Ozempic, an injectable drug approved as a once-weekly supplement to diet and exercise for improving glycemic control in adults with type 2 diabetes, contains the compound semaglutide. In a study presented at the Endocrine Society's 100th annual meeting, researchers found that the semaglutide, — which has a chemical structure similar to the appetite-regulating hormone glucagon-like peptide 1 (GLP-1) — caused adults who were obese but did not have diabetes to lose weight.
Lead author Patrick M. O'Neil, MD, a professor at Medical University of South Carolina, and his colleagues studied 957 patients, 35 percent of whom were men. Study participants had a BMI of at least 30 — classified as obese by the Centers for Disease Control and Prevention — but did not have diabetes. O'Neil and company divided participants into seven different groups: Five groups received doses of semaglutide randing from 0.05 to 0.4 milligrams, one group received a placebo, and another group received 3 mg. of liraglutide, another diabetes drug. All groups were given diet and exercise counseling monthly.
What researchers found after a year was that all groups receiving semaglutide experienced significant weight loss compared to the placebo group. The higher the semaglutide dose, the greater the participants' average weight loss. In the semaglutide groups, those patients receiving 0.05 milligram lost an average of 6 percent of their body weight; the 0.1-milligram group lost an average of 8.6 percent; the 0.3-milligram group lost an average of 11.2 percent; and the 0.4-milligram group lost an average of 13.8 percent. Those receiving liraglutide dropped an average of 7.8 percent of their body weight. In contrast, participants in the placebo group lost an average of only 2.3 percent of their body weight.

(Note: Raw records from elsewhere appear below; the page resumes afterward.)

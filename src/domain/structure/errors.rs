//! Structure Context - Errors

use thiserror::Error;

#[derive(Debug, Clone, PartialEq, Eq, Error)]
pub enum StructureError {
    #[error("无效的参数: {0}")]
    InvalidArgument(String),

    #[error("未知的结构类型: {0}")]
    UnknownStructure(String),
}
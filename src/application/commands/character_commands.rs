//! Character Commands

use uuid::Uuid;

/// 角色字段
#[derive(Debug, Clone, Default)]
pub struct CharacterFields {
    pub name: String,
    pub role: String,
    pub personality: String,
    pub background: String,
    pub appearance: String,
}

#[derive(Debug, Clone)]
pub struct CreateCharacter {
    pub project_id: Uuid,
    pub fields: CharacterFields,
}

/// 整体替换角色字段
#[derive(Debug, Clone)]
pub struct UpdateCharacter {
    pub character_id: Uuid,
    pub fields: CharacterFields,
}

#[derive(Debug, Clone)]
pub struct DeleteCharacter {
    pub character_id: Uuid,
}
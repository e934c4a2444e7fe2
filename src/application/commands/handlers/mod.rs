//! Command Handlers 实现
//!
//! 所有 CommandHandler 的具体实现

mod chapter_handlers;
mod character_handlers;
mod episode_handlers;
mod generate_handlers;
mod project_handlers;
mod story_handlers;

pub use chapter_handlers::*;
pub use character_handlers::*;
pub use episode_handlers::*;
pub use generate_handlers::*;
pub use project_handlers::*;
pub use story_handlers::*;
//! Generate HTTP Handlers
//!
//! 调用大模型生成各步骤的候选内容，结果只返回给客户端，由用户确认后再保存

use axum::{extract::State, Json};
use futures_util::future::join_all;
use serde::{Deserialize, Serialize};
use std::sync::Arc;
use uuid::Uuid;

use super::chapters::{resolve_plan, PlanRequest};
use crate::application::commands::{
    GenerateChapters, GenerateCharacters, GenerateDraft, GenerateEpisodes, GenerateOptions,
    GeneratePlot, GenerateSynopsis,
};
use crate::application::prompts::{CharacterSuggestion, PlotSuggestion};
use crate::application::{ChapterSuggestion, EpisodeSuggestion, Generated};
use crate::infrastructure::http::dto::ApiResponse;
use crate::infrastructure::http::error::ApiError;
use crate::infrastructure::http::extract::{ApiJson, ApiPath};
use crate::infrastructure::http::state::AppState;

// ============================================================================
// DTOs
// ============================================================================

fn default_count() -> u32 {
    3
}

/// 通用生成参数
#[derive(Debug, Default, Deserialize)]
pub struct GenerateRequest {
    /// openai / gemini / ollama，缺省使用默认提供方
    pub provider: Option<String>,
    /// 用户补充的要求
    pub hint: Option<String>,
}

impl From<GenerateRequest> for GenerateOptions {
    fn from(req: GenerateRequest) -> Self {
        Self {
            provider: req.provider,
            hint: req.hint,
        }
    }
}

#[derive(Debug, Deserialize)]
pub struct GenerateCountRequest {
    pub provider: Option<String>,
    pub hint: Option<String>,
    #[serde(default = "default_count")]
    pub count: u32,
}

impl GenerateCountRequest {
    fn options(&self) -> GenerateOptions {
        GenerateOptions {
            provider: self.provider.clone(),
            hint: self.hint.clone(),
        }
    }
}

#[derive(Debug, Deserialize)]
pub struct GenerateChaptersRequest {
    pub provider: Option<String>,
    pub hint: Option<String>,
    #[serde(flatten)]
    pub plan: PlanRequest,
}

#[derive(Debug, Serialize)]
pub struct ProviderStatus {
    pub name: String,
    pub available: bool,
}

#[derive(Debug, Serialize)]
pub struct ProvidersResponse {
    pub default_provider: String,
    pub providers: Vec<ProviderStatus>,
}

// ============================================================================
// Handlers
// ============================================================================

/// 已注册的提供方及其连通性
pub async fn list_providers(
    State(state): State<Arc<AppState>>,
) -> Result<Json<ApiResponse<ProvidersResponse>>, ApiError> {
    let names: Vec<String> = state.llm.names().into_iter().map(String::from).collect();

    let checks = names.iter().map(|name| {
        let llm = state.llm.clone();
        async move {
            match llm.resolve(Some(name.as_str())) {
                Ok(provider) => provider.health_check().await,
                Err(_) => false,
            }
        }
    });
    let available = join_all(checks).await;

    let providers = names
        .into_iter()
        .zip(available)
        .map(|(name, available)| ProviderStatus { name, available })
        .collect();

    Ok(Json(ApiResponse::success(ProvidersResponse {
        default_provider: state.llm.default_provider().to_string(),
        providers,
    })))
}

pub async fn generate_characters(
    State(state): State<Arc<AppState>>,
    ApiPath(project_id): ApiPath<Uuid>,
    ApiJson(req): ApiJson<GenerateCountRequest>,
) -> Result<Json<ApiResponse<Generated<Vec<CharacterSuggestion>>>>, ApiError> {
    let generated = state
        .generate_characters_handler
        .handle(GenerateCharacters {
            project_id,
            count: req.count,
            options: req.options(),
        })
        .await?;
    Ok(Json(ApiResponse::success(generated)))
}

pub async fn generate_plot(
    State(state): State<Arc<AppState>>,
    ApiPath(project_id): ApiPath<Uuid>,
    ApiJson(req): ApiJson<GenerateRequest>,
) -> Result<Json<ApiResponse<Generated<PlotSuggestion>>>, ApiError> {
    let generated = state
        .generate_plot_handler
        .handle(GeneratePlot {
            project_id,
            options: req.into(),
        })
        .await?;
    Ok(Json(ApiResponse::success(generated)))
}

pub async fn generate_synopsis(
    State(state): State<Arc<AppState>>,
    ApiPath(project_id): ApiPath<Uuid>,
    ApiJson(req): ApiJson<GenerateRequest>,
) -> Result<Json<ApiResponse<Generated<String>>>, ApiError> {
    let generated = state
        .generate_synopsis_handler
        .handle(GenerateSynopsis {
            project_id,
            options: req.into(),
        })
        .await?;
    Ok(Json(ApiResponse::success(generated)))
}

pub async fn generate_chapters(
    State(state): State<Arc<AppState>>,
    ApiPath(project_id): ApiPath<Uuid>,
    ApiJson(req): ApiJson<GenerateChaptersRequest>,
) -> Result<Json<ApiResponse<Generated<Vec<ChapterSuggestion>>>>, ApiError> {
    let plan = resolve_plan(&state, project_id, req.plan).await?;

    let generated = state
        .generate_chapters_handler
        .handle(GenerateChapters {
            project_id,
            plan,
            options: GenerateOptions {
                provider: req.provider,
                hint: req.hint,
            },
        })
        .await?;
    Ok(Json(ApiResponse::success(generated)))
}

pub async fn generate_episodes(
    State(state): State<Arc<AppState>>,
    ApiPath(chapter_id): ApiPath<Uuid>,
    ApiJson(req): ApiJson<GenerateCountRequest>,
) -> Result<Json<ApiResponse<Generated<Vec<EpisodeSuggestion>>>>, ApiError> {
    let generated = state
        .generate_episodes_handler
        .handle(GenerateEpisodes {
            chapter_id,
            count: req.count,
            options: req.options(),
        })
        .await?;
    Ok(Json(ApiResponse::success(generated)))
}

pub async fn generate_draft(
    State(state): State<Arc<AppState>>,
    ApiPath(chapter_id): ApiPath<Uuid>,
    ApiJson(req): ApiJson<GenerateRequest>,
) -> Result<Json<ApiResponse<Generated<String>>>, ApiError> {
    let generated = state
        .generate_draft_handler
        .handle(GenerateDraft {
            chapter_id,
            options: req.into(),
        })
        .await?;
    Ok(Json(ApiResponse::success(generated)))
}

Results also showed that 65 percent of participants in the group that received 0.4 milligrams of semaglutide lost at least 10 percent of their body weight. This was the case for only 34 percent of participants in the liraglutide group, and 10 percent of those in the placebo group.
O'Neil concludes that further research needs to be conducted regarding the relationship between semaglutide and weight loss. And research aside, it's important to note that rather than taking medications you don't need (in this case, participants who did not have diabetes were taking drugs to treat diabetes), diet and exercise are still the best way to lose weight.